Другой депутат, куда более известный — Валентин Распутин, — еще горячей поддерживал право, но только тогда, когда оно работает «во имя души, достоинства, культурного и нравственного облика народа».
Крыть вроде бы нечем, кто же станет возражать. Но тут же выясняется, что в руках Распутина закон немедленно превратится в цензуру, направленную против «нравственной разнузданности, похотливости, неразборчивости и сквернолюбия средств массовой информации». Распутину нужна не свобода слова, а свобода разумного, доброго, вечного слова.
Как всегда в России, зло символизирует бездушный закон, добро — живое нравственное чувство. С одной стороны — абстрактный принцип, с другой — высшая цель. Одни апеллируют к реальности, другие — к благородному вымыслу. На стороне первых — опыт истории, на стороне вторых — опыт утопии. Без закона жить трудно, с законом — больно. Но другого выхода просто нет.
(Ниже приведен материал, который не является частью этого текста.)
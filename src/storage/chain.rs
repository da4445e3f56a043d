// ============================================================================
// Version Chain
// ============================================================================
//
// All versions of a single key, ordered by write timestamp. The chain is
// keyed by write timestamp, so "strictly increasing, one version per
// timestamp" holds by construction.
//
// ============================================================================

use super::version::{Version, VersionInfo};
use crate::core::{Key, TransactionId};
use std::collections::BTreeMap;

#[derive(Debug, Clone)]
pub struct VersionChain {
    key: Key,
    versions: BTreeMap<TransactionId, Version>,
}

impl VersionChain {
    /// Create a chain holding only the inserted version
    pub fn new(key: Key, initial: Version) -> Self {
        let mut versions = BTreeMap::new();
        versions.insert(initial.write_ts(), initial);
        Self { key, versions }
    }

    pub fn key(&self) -> Key {
        self.key
    }

    pub fn len(&self) -> usize {
        self.versions.len()
    }

    pub fn is_empty(&self) -> bool {
        self.versions.is_empty()
    }

    /// The version a transaction with timestamp `ts` sees: the one with the
    /// greatest write timestamp not after `ts`.
    pub fn visible(&self, ts: TransactionId) -> Option<&Version> {
        self.versions.range(..=ts).next_back().map(|(_, v)| v)
    }

    pub fn visible_mut(&mut self, ts: TransactionId) -> Option<&mut Version> {
        self.versions.range_mut(..=ts).next_back().map(|(_, v)| v)
    }

    pub fn get(&self, write_ts: TransactionId) -> Option<&Version> {
        self.versions.get(&write_ts)
    }

    pub fn get_mut(&mut self, write_ts: TransactionId) -> Option<&mut Version> {
        self.versions.get_mut(&write_ts)
    }

    /// Insert a version at its write timestamp.
    ///
    /// Returns `false` and leaves the chain untouched if a version with the
    /// same write timestamp already exists.
    pub fn insert(&mut self, version: Version) -> bool {
        use std::collections::btree_map::Entry;

        match self.versions.entry(version.write_ts()) {
            Entry::Vacant(slot) => {
                slot.insert(version);
                true
            }
            Entry::Occupied(_) => false,
        }
    }

    pub fn remove(&mut self, write_ts: TransactionId) -> Option<Version> {
        self.versions.remove(&write_ts)
    }

    /// Versions in write-timestamp order
    pub fn iter(&self) -> impl Iterator<Item = &Version> {
        self.versions.values()
    }

    pub fn latest(&self) -> Option<&Version> {
        self.versions.values().next_back()
    }

    pub fn infos(&self) -> Vec<VersionInfo> {
        self.iter().map(Version::info).collect()
    }
}

#[cfg(test)]
mod tests {
    use super::*;

    fn chain_with(write_timestamps: &[u64]) -> VersionChain {
        let mut iter = write_timestamps.iter();
        let first = *iter.next().unwrap();
        let mut chain = VersionChain::new(1, Version::initial(TransactionId(first), first as i64));
        for &ts in iter {
            assert!(chain.insert(Version::written(TransactionId(ts), ts as i64)));
        }
        chain
    }

    fn write_timestamps(chain: &VersionChain) -> Vec<u64> {
        chain.iter().map(|v| v.write_ts().as_u64()).collect()
    }

    #[test]
    fn test_visible_is_predecessor() {
        let chain = chain_with(&[2, 5, 9]);

        assert!(chain.visible(TransactionId(1)).is_none());
        assert_eq!(chain.visible(TransactionId(2)).unwrap().content(), 2);
        assert_eq!(chain.visible(TransactionId(4)).unwrap().content(), 2);
        assert_eq!(chain.visible(TransactionId(5)).unwrap().content(), 5);
        assert_eq!(chain.visible(TransactionId(8)).unwrap().content(), 5);
        assert_eq!(chain.visible(TransactionId(100)).unwrap().content(), 9);
    }

    #[test]
    fn test_out_of_order_insert_keeps_order() {
        let chain = chain_with(&[1, 10, 4, 7]);
        assert_eq!(write_timestamps(&chain), vec![1, 4, 7, 10]);
        assert_eq!(chain.latest().unwrap().write_ts(), TransactionId(10));
    }

    #[test]
    fn test_duplicate_write_ts_rejected() {
        let mut chain = chain_with(&[1, 3]);
        assert!(!chain.insert(Version::written(TransactionId(3), 99)));
        assert_eq!(chain.get(TransactionId(3)).unwrap().content(), 3);
        assert_eq!(chain.len(), 2);
    }

    #[test]
    fn test_remove_exact_version() {
        let mut chain = chain_with(&[1, 3, 6]);
        let removed = chain.remove(TransactionId(3)).unwrap();
        assert_eq!(removed.content(), 3);
        assert!(chain.remove(TransactionId(3)).is_none());
        assert_eq!(write_timestamps(&chain), vec![1, 6]);

        // the older version becomes visible again
        assert_eq!(chain.visible(TransactionId(4)).unwrap().content(), 1);
    }

    #[test]
    fn test_visible_mut_updates_in_place() {
        let mut chain = chain_with(&[1, 3]);
        chain.visible_mut(TransactionId(3)).unwrap().set_content(30);
        assert_eq!(chain.get(TransactionId(3)).unwrap().content(), 30);
        assert_eq!(chain.infos().len(), 2);
    }
}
Не зря в Америке не задаются вопросом, нравствен ли тот или иной закон, а только — справедлив ли он. Юриспруденция не подменяет собой религию. Закон не должен делать человека выше, чище, нравственнее. Он всего лишь ограждает личность от произвола другой личности или государства.
Правовое сознание — это возвращение из царства универсального добра к нашей земной жизни, где закон есть закон, а не инструмент созидания светлого будущего.
О ПИВЕ
Неторопливая прогулка по Манхэттену — это привилегия бродяг и других, приближенных к ним лиц, плюнувших на карьеру. Мы, занимая промежуточное положение, гуляем часто и основательно. Приятно чувствовать себя выброшенным из стандартной суеты нашей столичной жизни. В толпе одинаковых, как матрешки, клерков мы выделяемся развязностью походки, отсутствием галстука и портфелей типа «дипломат». Вместо «дипломатов» мы несем по банке пива в коричневых пакетах. Это как бы символ нашей независимости. Пиво в 11 утра — клерки себе такого не позволят.
Но почему же мы прячем невинное пиво в уродливые бумажные мешки? — спросит наш наивный соотечественник. И мы ему с удовольствием и не торопясь (см. выше) объясним, что в Америке нельзя пить пиво на улице. Что за это полицейский может отвести в тюрьму. С другой стороны, ни один полицейский не посмеет нарушить ваше право на тайну и не спросит, что вы там прячете в коричневом пакете. Великая вещь свобода, особенно если знаешь, как ею пользоваться.